Brief:
A bare count is the expected answer, namely the number of lines in the records that have the word "range".

START Information given

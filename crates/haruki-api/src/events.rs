//! Event types for harukid -> bridge streaming

use chrono::{DateTime, Local};
use serde::{Deserialize, Serialize};

use crate::{View, ViewRef, API_VERSION};

/// Event envelope
#[derive(Debug, Clone, Serialize, Deserialize)]
pub struct Event {
    pub api_version: u32,
    pub timestamp: DateTime<Local>,
    pub payload: EventPayload,
}

impl Event {
    pub fn new(payload: EventPayload) -> Self {
        Self {
            api_version: API_VERSION,
            timestamp: haruki_util::now(),
            payload,
        }
    }
}

/// Effects the service pushes on its own, outside any request/response
#[derive(Debug, Clone, Serialize, Deserialize)]
#[serde(tag = "type", rename_all = "snake_case")]
pub enum EventPayload {
    /// Edit an existing message (placeholders, expiry notices)
    ViewEdited { target: ViewRef, view: View },

    /// Post a new message to a channel (relayed notifications)
    ViewPosted {
        channel_id: String,
        /// Plain-text part, used for mentions
        #[serde(default)]
        content: String,
        view: View,
    },

    /// Service is shutting down
    Shutdown,
}
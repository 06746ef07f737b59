//! harukid - The haruki background service

use anyhow::{Context, Result};
use clap::Parser;
use harukid::Service;
use haruki_config::load_config;
use haruki_util::default_config_path;
use std::path::PathBuf;
use tracing::info;
use tracing_subscriber::EnvFilter;

/// harukid - Media request wizards for chat bridges
#[derive(Parser, Debug)]
#[command(name = "harukid")]
#[command(about = "Media request and remediation wizards for chat bridges", long_about = None)]
struct Args {
    /// Configuration file path (default: ~/.config/haruki/config.toml)
    #[arg(short, long, default_value_os_t = default_config_path())]
    config: PathBuf,

    /// Socket path override (or set HARUKI_SOCKET env var)
    #[arg(short, long, env = "HARUKI_SOCKET")]
    socket: Option<PathBuf>,

    /// Log level, overrides the config file
    #[arg(short, long, env = "HARUKI_LOG")]
    log_level: Option<String>,
}

#[tokio::main]
async fn main() -> Result<()> {
    let args = Args::parse();

    let settings = load_config(&args.config)
        .with_context(|| format!("Failed to load config from {:?}", args.config))?;

    let level = args
        .log_level
        .clone()
        .unwrap_or_else(|| settings.service.log_level.clone());
    let filter = EnvFilter::try_from_default_env().unwrap_or_else(|_| EnvFilter::new(&level));

    tracing_subscriber::fmt()
        .with_env_filter(filter)
        .with_target(true)
        .init();

    info!(
        version = env!("CARGO_PKG_VERSION"),
        config_path = %args.config.display(),
        "harukid starting"
    );

    let service = Service::new(settings, args.socket).await?;
    service.run().await
}
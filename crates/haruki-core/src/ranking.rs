//! Release ranking

use haruki_api::{Release, SelectOption, MAX_LABEL_LEN};
use haruki_util::truncate;

/// Order releases by preference score, highest first, keeping at most `cap`.
///
/// The sort is stable: releases with equal scores keep the order the
/// indexers returned them in.
pub fn rank_releases(mut releases: Vec<Release>, cap: usize) -> Vec<Release> {
    releases.sort_by(|a, b| b.score().total_cmp(&a.score()));
    releases.truncate(cap);
    releases
}

/// Movie releases worth offering, or all of them if none qualify
pub fn usable_movie_releases(releases: Vec<Release>) -> Vec<Release> {
    let usable: Vec<Release> = releases.iter().filter(|r| r.is_usable()).cloned().collect();
    if usable.is_empty() { releases } else { usable }
}

/// Select options for a ranked list, marking `selected` as the default
pub fn release_options(releases: &[Release], selected: Option<&str>) -> Vec<SelectOption> {
    releases
        .iter()
        .map(|r| {
            let mark = if r.approved { "✅" } else { "❌" };
            let label = truncate(&format!("{} {}", mark, r.display_title()), MAX_LABEL_LEN);
            SelectOption::new(label, r.guid.clone()).selected(selected == Some(r.guid.as_str()))
        })
        .collect()
}
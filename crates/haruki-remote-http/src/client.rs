//! Shared JSON-over-HTTP client

use haruki_remote_api::{RemoteError, RemoteResult};
use haruki_util::truncate_body;
use reqwest::{Client, Method, RequestBuilder};
use serde::Serialize;
use serde::de::DeserializeOwned;
use std::time::Duration;
use tracing::{debug, warn};

/// Longest error body carried into user-facing messages
pub const MAX_ERROR_BODY: usize = 300;

/// An API-key authenticated JSON client rooted at one base URL
#[derive(Debug, Clone)]
pub struct JsonClient {
    http: Client,
    base_url: String,
    api_key: String,
}

impl JsonClient {
    pub fn new(base_url: &str, api_key: &str, timeout: Duration) -> RemoteResult<Self> {
        let http = Client::builder()
            .timeout(timeout)
            .connect_timeout(timeout)
            .build()
            .map_err(|e| RemoteError::Transport(format!("failed to build HTTP client: {}", e)))?;

        Ok(Self {
            http,
            base_url: base_url.trim_end_matches('/').to_string(),
            api_key: api_key.to_string(),
        })
    }

    pub fn base_url(&self) -> &str {
        &self.base_url
    }

    pub fn api_key(&self) -> &str {
        &self.api_key
    }

    /// Absolute URL for an API path such as `/api/v1/search?query=x`
    pub fn url(&self, path: &str) -> String {
        format!("{}{}", self.base_url, path)
    }

    pub async fn get<T: DeserializeOwned>(&self, path: &str) -> RemoteResult<T> {
        let body = self.execute(self.request(Method::GET, path)).await?;
        decode(path, &body)
    }

    pub async fn post<B: Serialize + ?Sized, T: DeserializeOwned>(
        &self,
        path: &str,
        payload: &B,
    ) -> RemoteResult<T> {
        let body = self
            .execute(self.request(Method::POST, path).json(payload))
            .await?;
        decode(path, &body)
    }

    /// POST and ignore whatever the service answers with
    pub async fn post_discard<B: Serialize + ?Sized>(&self, path: &str, payload: &B) -> RemoteResult<()> {
        self.execute(self.request(Method::POST, path).json(payload))
            .await
            .map(|_| ())
    }

    /// PUT and ignore whatever the service answers with
    pub async fn put_discard<B: Serialize + ?Sized>(&self, path: &str, payload: &B) -> RemoteResult<()> {
        self.execute(self.request(Method::PUT, path).json(payload))
            .await
            .map(|_| ())
    }

    fn request(&self, method: Method, path: &str) -> RequestBuilder {
        debug!(method = %method, path, "Remote call");
        self.http
            .request(method, self.url(path))
            .header("X-Api-Key", &self.api_key)
    }

    async fn execute(&self, request: RequestBuilder) -> RemoteResult<Vec<u8>> {
        let response = request.send().await.map_err(map_transport)?;
        let status = response.status();
        let body = response.bytes().await.map_err(map_transport)?;

        if !status.is_success() {
            let text = String::from_utf8_lossy(&body);
            warn!(status = status.as_u16(), base_url = %self.base_url, "Remote call failed");
            return Err(RemoteError::http(
                status.as_u16(),
                truncate_body(text.trim(), MAX_ERROR_BODY),
            ));
        }

        Ok(body.to_vec())
    }
}

fn map_transport(e: reqwest::Error) -> RemoteError {
    if e.is_timeout() {
        RemoteError::Timeout
    } else {
        RemoteError::Transport(e.to_string())
    }
}

fn decode<T: DeserializeOwned>(path: &str, body: &[u8]) -> RemoteResult<T> {
    serde_json::from_slice(body).map_err(|e| RemoteError::Decode(format!("{}: {}", path, e)))
}

/// Query-string encoding with spaces as `%20`
pub fn encode_query(value: &str) -> String {
    urlencoding::encode(value).into_owned()
}

#[cfg(test)]
mod tests {
    use super::*;

    #[test]
    fn base_url_is_trimmed() {
        let client = JsonClient::new("http://seerr:5055/", "k", Duration::from_secs(1)).unwrap();
        assert_eq!(client.url("/api/v1/user"), "http://seerr:5055/api/v1/user");
    }

    #[test]
    fn spaces_encode_as_percent_twenty() {
        assert_eq!(encode_query("the office"), "the%20office");
        assert_eq!(encode_query("a&b"), "a%26b");
    }

    #[test]
    fn decode_reports_path() {
        let err = decode::<Vec<u32>>("/api/v3/series", b"{").unwrap_err();
        assert!(matches!(err, RemoteError::Decode(ref msg) if msg.starts_with("/api/v3/series")));
    }
}
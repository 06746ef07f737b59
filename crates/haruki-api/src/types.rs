//! Shared types for the harukid API

use haruki_util::OwnerKey;
use serde::{Deserialize, Serialize};
use std::fmt;

/// Kind of media a wizard works on
#[derive(Debug, Clone, Copy, PartialEq, Eq, Hash, Serialize, Deserialize)]
#[serde(rename_all = "snake_case")]
pub enum MediaKind {
    Movie,
    Tv,
}

impl MediaKind {
    /// Parse user input (`tv` / `movie`, case and whitespace insensitive)
    pub fn parse(s: &str) -> Option<Self> {
        match s.trim().to_ascii_lowercase().as_str() {
            "movie" => Some(Self::Movie),
            "tv" => Some(Self::Tv),
            _ => None,
        }
    }

    /// Path segment / wire value used by the catalog service
    pub fn as_str(&self) -> &'static str {
        match self {
            Self::Movie => "movie",
            Self::Tv => "tv",
        }
    }

    pub fn display_name(&self) -> &'static str {
        match self {
            Self::Movie => "Movie",
            Self::Tv => "TV",
        }
    }
}

impl fmt::Display for MediaKind {
    fn fmt(&self, f: &mut fmt::Formatter<'_>) -> fmt::Result {
        f.write_str(self.as_str())
    }
}

/// Which titles the remediation wizard lists
#[derive(Debug, Clone, Copy, PartialEq, Eq, Default, Serialize, Deserialize)]
pub enum ListingMode {
    /// Only titles/episodes without a file
    #[default]
    #[serde(rename = "missing only")]
    MissingOnly,
    /// Everything, files or not
    #[serde(rename = "all files")]
    AllFiles,
}

impl ListingMode {
    pub fn parse(s: &str) -> Option<Self> {
        match s.trim().to_ascii_lowercase().as_str() {
            "" | "missing only" => Some(Self::MissingOnly),
            "all files" => Some(Self::AllFiles),
            _ => None,
        }
    }

    pub fn as_str(&self) -> &'static str {
        match self {
            Self::MissingOnly => "missing only",
            Self::AllFiles => "all files",
        }
    }
}

/// Who triggered an interaction, as reported by the bridge
#[derive(Debug, Clone, PartialEq, Eq, Serialize, Deserialize)]
pub struct Caller {
    pub owner: OwnerKey,
    #[serde(default)]
    pub display_name: String,
    /// Role ids the caller holds on the chat side
    #[serde(default)]
    pub roles: Vec<String>,
    /// Bridge-asserted admin flag
    #[serde(default)]
    pub privileged: bool,
}

impl Caller {
    pub fn new(owner: impl Into<OwnerKey>, display_name: impl Into<String>) -> Self {
        Self {
            owner: owner.into(),
            display_name: display_name.into(),
            roles: Vec::new(),
            privileged: false,
        }
    }

    pub fn with_role(mut self, role: impl Into<String>) -> Self {
        self.roles.push(role.into());
        self
    }

    pub fn privileged(mut self) -> Self {
        self.privileged = true;
        self
    }

    pub fn has_role(&self, role: &str) -> bool {
        self.roles.iter().any(|r| r == role)
    }

    /// Name used in rendered cards
    pub fn name(&self) -> &str {
        if self.display_name.trim().is_empty() {
            self.owner.as_str()
        } else {
            &self.display_name
        }
    }
}

/// Reference to a rendered message on the chat side
#[derive(Debug, Clone, PartialEq, Eq, Hash, Serialize, Deserialize)]
pub struct ViewRef {
    pub channel_id: String,
    pub message_id: String,
}

impl ViewRef {
    pub fn new(channel_id: impl Into<String>, message_id: impl Into<String>) -> Self {
        Self {
            channel_id: channel_id.into(),
            message_id: message_id.into(),
        }
    }
}

impl fmt::Display for ViewRef {
    fn fmt(&self, f: &mut fmt::Formatter<'_>) -> fmt::Result {
        write!(f, "{}/{}", self.channel_id, self.message_id)
    }
}

/// Health status
#[derive(Debug, Clone, Serialize, Deserialize)]
pub struct HealthStatus {
    pub live: bool,
    pub catalog_configured: bool,
    pub series_configured: bool,
    pub movies_configured: bool,
    pub webhook_enabled: bool,
    pub request_sessions: usize,
    pub remediation_sessions: usize,
    #[serde(default)]
    pub activity_configured: bool,
    #[serde(default)]
    pub request_list_sessions: usize,
    #[serde(default)]
    pub link_sessions: usize,
}
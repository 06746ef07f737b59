//! Fixed-size paging over wizard lists

/// One page of a list, already clamped into range
#[derive(Debug, Clone, Copy, PartialEq, Eq)]
pub struct Page {
    /// Zero-based page index
    pub index: usize,
    /// Total number of pages, at least 1
    pub count: usize,
    pub start: usize,
    pub end: usize,
}

impl Page {
    /// Clamp `index` into the list and compute its bounds.
    ///
    /// An out-of-range index falls back to the first page.
    pub fn new(index: usize, total: usize, size: usize) -> Self {
        let size = size.max(1);
        let count = page_count(total, size);
        let index = if index < count { index } else { 0 };
        let start = (index * size).min(total);
        let end = (start + size).min(total);
        Self {
            index,
            count,
            start,
            end,
        }
    }

    pub fn has_prev(&self) -> bool {
        self.index > 0
    }

    pub fn has_next(&self) -> bool {
        self.index + 1 < self.count
    }

    /// `Page X of Y`
    pub fn label(&self) -> String {
        format!("Page {} of {}", self.index + 1, self.count)
    }

    pub fn slice<'a, T>(&self, items: &'a [T]) -> &'a [T] {
        &items[self.start.min(items.len())..self.end.min(items.len())]
    }
}

/// Number of pages needed for `total` items; an empty list still has one page
pub fn page_count(total: usize, size: usize) -> usize {
    if total == 0 {
        1
    } else {
        total.div_ceil(size.max(1))
    }
}

/// Move one page forward or back, staying inside the list
pub fn step(index: usize, forward: bool, total: usize, size: usize) -> usize {
    let count = page_count(total, size);
    if forward {
        (index + 1).min(count - 1)
    } else {
        index.saturating_sub(1)
    }
}
//! Default locations, all user-writable
//!
//! - socket: `$HARUKI_SOCKET`, else `$XDG_RUNTIME_DIR/harukid/harukid.sock`,
//!   else `/tmp/harukid-$USER/harukid.sock`
//! - config: `$HARUKI_CONFIG`, else `$XDG_CONFIG_HOME/harukid/config.toml`,
//!   else `~/.config/harukid/config.toml`, else `/etc/harukid/config.toml`

use std::env;
use std::path::PathBuf;

pub const HARUKI_SOCKET_ENV: &str = "HARUKI_SOCKET";
pub const HARUKI_CONFIG_ENV: &str = "HARUKI_CONFIG";

const APP_DIR: &str = "harukid";

fn var_path(name: &str) -> Option<PathBuf> {
    env::var_os(name).filter(|v| !v.is_empty()).map(PathBuf::from)
}

pub fn default_socket_path() -> PathBuf {
    var_path(HARUKI_SOCKET_ENV).unwrap_or_else(socket_path_without_env)
}

/// Socket location ignoring `$HARUKI_SOCKET`
pub fn socket_path_without_env() -> PathBuf {
    let dir = match var_path("XDG_RUNTIME_DIR") {
        Some(runtime) => runtime.join(APP_DIR),
        None => {
            let user = env::var("USER").unwrap_or_else(|_| "unknown".into());
            PathBuf::from(format!("/tmp/{}-{}", APP_DIR, user))
        }
    };
    dir.join("harukid.sock")
}

pub fn default_config_path() -> PathBuf {
    if let Some(path) = var_path(HARUKI_CONFIG_ENV) {
        return path;
    }
    let dir = var_path("XDG_CONFIG_HOME")
        .or_else(|| var_path("HOME").map(|home| home.join(".config")))
        .unwrap_or_else(|| PathBuf::from("/etc"));
    dir.join(APP_DIR).join("config.toml")
}
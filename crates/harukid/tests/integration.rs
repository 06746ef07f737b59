//! Service-level tests: protocol handling, the webhook listener and the
//! socket path from relay to subscribed bridge

use haruki_api::{
    Caller, Command, ErrorCode, EventPayload, Invocation, MediaInfo, NotificationPayload, Reply,
    Request, RequestInfo, ResponsePayload, ResponseResult, ViewRef, API_VERSION,
};
use haruki_config::Settings;
use haruki_core::{Collaborators, Dispatcher, NotificationRelay};
use haruki_ipc::{IpcClient, IpcServer, ServerMessage};
use haruki_remote_api::{MockViewSink, ViewSink};
use haruki_util::ClientId;
use harukid::handle_command;
use harukid::sink::IpcViewSink;
use harukid::webhook::{router, WebhookState};
use std::net::SocketAddr;
use std::sync::Arc;
use std::time::Duration;
use tempfile::tempdir;
use tokio::net::TcpListener;

fn dispatcher(sink: Arc<dyn ViewSink>) -> Dispatcher {
    Dispatcher::new(
        &Settings::default(),
        Collaborators {
            catalog: None,
            identity: None,
            series: None,
            movies: None,
            activity: None,
            sink,
        },
    )
}

fn approved() -> NotificationPayload {
    NotificationPayload {
        notification_type: "MEDIA_APPROVED".into(),
        event: "MEDIA_APPROVED".into(),
        subject: "Heat (1995)".into(),
        message: "Approved".into(),
        media: Some(MediaInfo {
            media_type: "movie".into(),
            tmdb_id: "949".into(),
            ..Default::default()
        }),
        request: Some(RequestInfo {
            username: "ann".into(),
            user_id: "4".into(),
            discord_id: "111".into(),
            ..Default::default()
        }),
        ..Default::default()
    }
}

#[tokio::test]
async fn ping_and_health() {
    let d = dispatcher(Arc::new(MockViewSink::new()));
    let client = ClientId::new();

    let pong = handle_command(&d, &client, Request::new(1, Command::Ping)).await;
    assert_eq!(pong.request_id, 1);
    assert!(pong.is_ok());
    assert!(matches!(pong.result, ResponseResult::Ok(ResponsePayload::Pong)));

    let health = handle_command(&d, &client, Request::new(2, Command::GetHealth)).await;
    match health.result {
        ResponseResult::Ok(ResponsePayload::Health(h)) => {
            assert!(h.live);
            assert_eq!(h.remediation_sessions, 0);
        }
        other => panic!("unexpected result: {:?}", other),
    }
}

#[tokio::test]
async fn version_mismatch_is_rejected() {
    let d = dispatcher(Arc::new(MockViewSink::new()));
    let mut request = Request::new(7, Command::Ping);
    request.api_version = API_VERSION + 1;

    let response = handle_command(&d, &ClientId::new(), request).await;
    assert_eq!(response.request_id, 7);
    assert!(!response.is_ok());
    match response.result {
        ResponseResult::Err(e) => assert_eq!(e.code, ErrorCode::UnsupportedVersion),
        other => panic!("unexpected result: {:?}", other),
    }
}

#[tokio::test]
async fn unknown_component_maps_to_error_code() {
    let d = dispatcher(Arc::new(MockViewSink::new()));
    let response = handle_command(
        &d,
        &ClientId::new(),
        Request::new(
            3,
            Command::Component {
                caller: Caller::new("u1", "ann"),
                target: ViewRef::new("c1", "m1"),
                component_id: "request.explode".into(),
                values: vec![],
            },
        ),
    )
    .await;
    match response.result {
        ResponseResult::Err(e) => {
            assert_eq!(e.code, ErrorCode::UnknownComponent);
            assert!(e.message.contains("request.explode"));
        }
        other => panic!("unexpected result: {:?}", other),
    }
}

#[tokio::test]
async fn invoke_without_collaborators_is_ephemeral() {
    let d = dispatcher(Arc::new(MockViewSink::new()));
    let response = handle_command(
        &d,
        &ClientId::new(),
        Request::new(
            4,
            Command::Invoke {
                caller: Caller::new("u1", "ann"),
                target: ViewRef::new("c1", "m1"),
                invocation: Invocation::Remediation {
                    media_type: "tv".into(),
                    query: "lost".into(),
                    listing_mode: None,
                },
            },
        ),
    )
    .await;
    match response.result {
        ResponseResult::Ok(ResponsePayload::Reply(reply)) => {
            assert_eq!(reply, Reply::ephemeral("Series service is not configured."));
        }
        other => panic!("unexpected result: {:?}", other),
    }
}

async fn spawn_webhook(token: Option<&str>, sink: Arc<MockViewSink>) -> SocketAddr {
    let relay = NotificationRelay::new(
        Duration::from_secs(30),
        Some("default".into()),
        None,
        None,
        sink,
    );
    let app = router(
        "/webhook",
        WebhookState::new(Arc::new(relay), token.map(str::to_string)),
    );
    let listener = TcpListener::bind("127.0.0.1:0").await.unwrap();
    let addr = listener.local_addr().unwrap();
    tokio::spawn(async move { axum::serve(listener, app).await });
    addr
}

async fn wait_for_posts(sink: &MockViewSink, count: usize) {
    for _ in 0..100 {
        if sink.posts().len() >= count {
            return;
        }
        tokio::time::sleep(Duration::from_millis(20)).await;
    }
    panic!("expected {} posts, saw {}", count, sink.posts().len());
}

#[tokio::test]
async fn webhook_rejects_and_accepts() {
    let sink = Arc::new(MockViewSink::new());
    let addr = spawn_webhook(Some("s3cret"), sink.clone()).await;
    let url = format!("http://{}/webhook", addr);
    let http = reqwest::Client::new();

    let res = http.post(&url).body("{}").send().await.unwrap();
    assert_eq!(res.status(), reqwest::StatusCode::UNAUTHORIZED);

    let res = http
        .post(&url)
        .header("Authorization", "Bearer s3cret")
        .body("not json")
        .send()
        .await
        .unwrap();
    assert_eq!(res.status(), reqwest::StatusCode::BAD_REQUEST);
    assert_eq!(res.text().await.unwrap(), "invalid JSON");

    let res = http.get(&url).send().await.unwrap();
    assert_eq!(res.status(), reqwest::StatusCode::METHOD_NOT_ALLOWED);

    let res = http
        .post(&url)
        .header("Authorization", "s3cret")
        .json(&approved())
        .send()
        .await
        .unwrap();
    assert_eq!(res.status(), reqwest::StatusCode::OK);
    assert_eq!(res.text().await.unwrap(), "ok");

    wait_for_posts(&sink, 1).await;
    let posts = sink.posts();
    assert_eq!(posts[0].channel_id, "default");
    assert_eq!(posts[0].content, "<@111>");
}

#[tokio::test]
async fn relayed_notification_reaches_subscribed_bridge() {
    let dir = tempdir().unwrap();
    let path = dir.path().join("harukid.sock");

    let mut server = IpcServer::new(&path);
    server.start().await.unwrap();
    let mut messages = server.take_message_receiver().await.unwrap();
    let server = Arc::new(server);

    let sink: Arc<dyn ViewSink> = Arc::new(IpcViewSink::new(server.event_sender()));
    let relay = NotificationRelay::new(Duration::from_secs(30), Some("chan-1".into()), None, None, sink.clone());
    let d = Arc::new(dispatcher(sink));

    let runner = server.clone();
    tokio::spawn(async move { runner.run().await });

    let responder = server.clone();
    let handler = d.clone();
    tokio::spawn(async move {
        while let Some(msg) = messages.recv().await {
            if let ServerMessage::Request { client_id, request } = msg {
                let response = handle_command(&handler, &client_id, request).await;
                let _ = responder.send_response(&client_id, response).await;
            }
        }
    });

    let client = IpcClient::connect(&path).await.unwrap();
    let mut events = client.subscribe().await.unwrap();

    relay.relay(approved()).await;

    let event = events.next().await.unwrap();
    match event.payload {
        EventPayload::ViewPosted {
            channel_id,
            content,
            view,
        } => {
            assert_eq!(channel_id, "chan-1");
            assert_eq!(content, "<@111>");
            assert!(view.first_card().is_some());
        }
        other => panic!("unexpected event: {:?}", other),
    }
}
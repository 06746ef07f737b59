//! HTTP collaborators for harukid
//!
//! - [`JellyseerrClient`]: catalog search, detail, requests and identity linking
//! - [`ArrClient`]: Sonarr/Radarr listings, releases and approvals
//! - [`TautulliClient`]: what the media server is playing right now
//!
//! Every call carries the service's `X-Api-Key`; Tautulli also takes it as
//! the `apikey` query parameter. Non-2xx answers become
//! [`haruki_remote_api::RemoteError::Http`] with the body cut to 300 characters.

mod activity;
mod arr;
mod catalog;
mod client;

pub use activity::*;
pub use arr::*;
pub use catalog::*;
pub use client::*;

END Information given

Response area:
2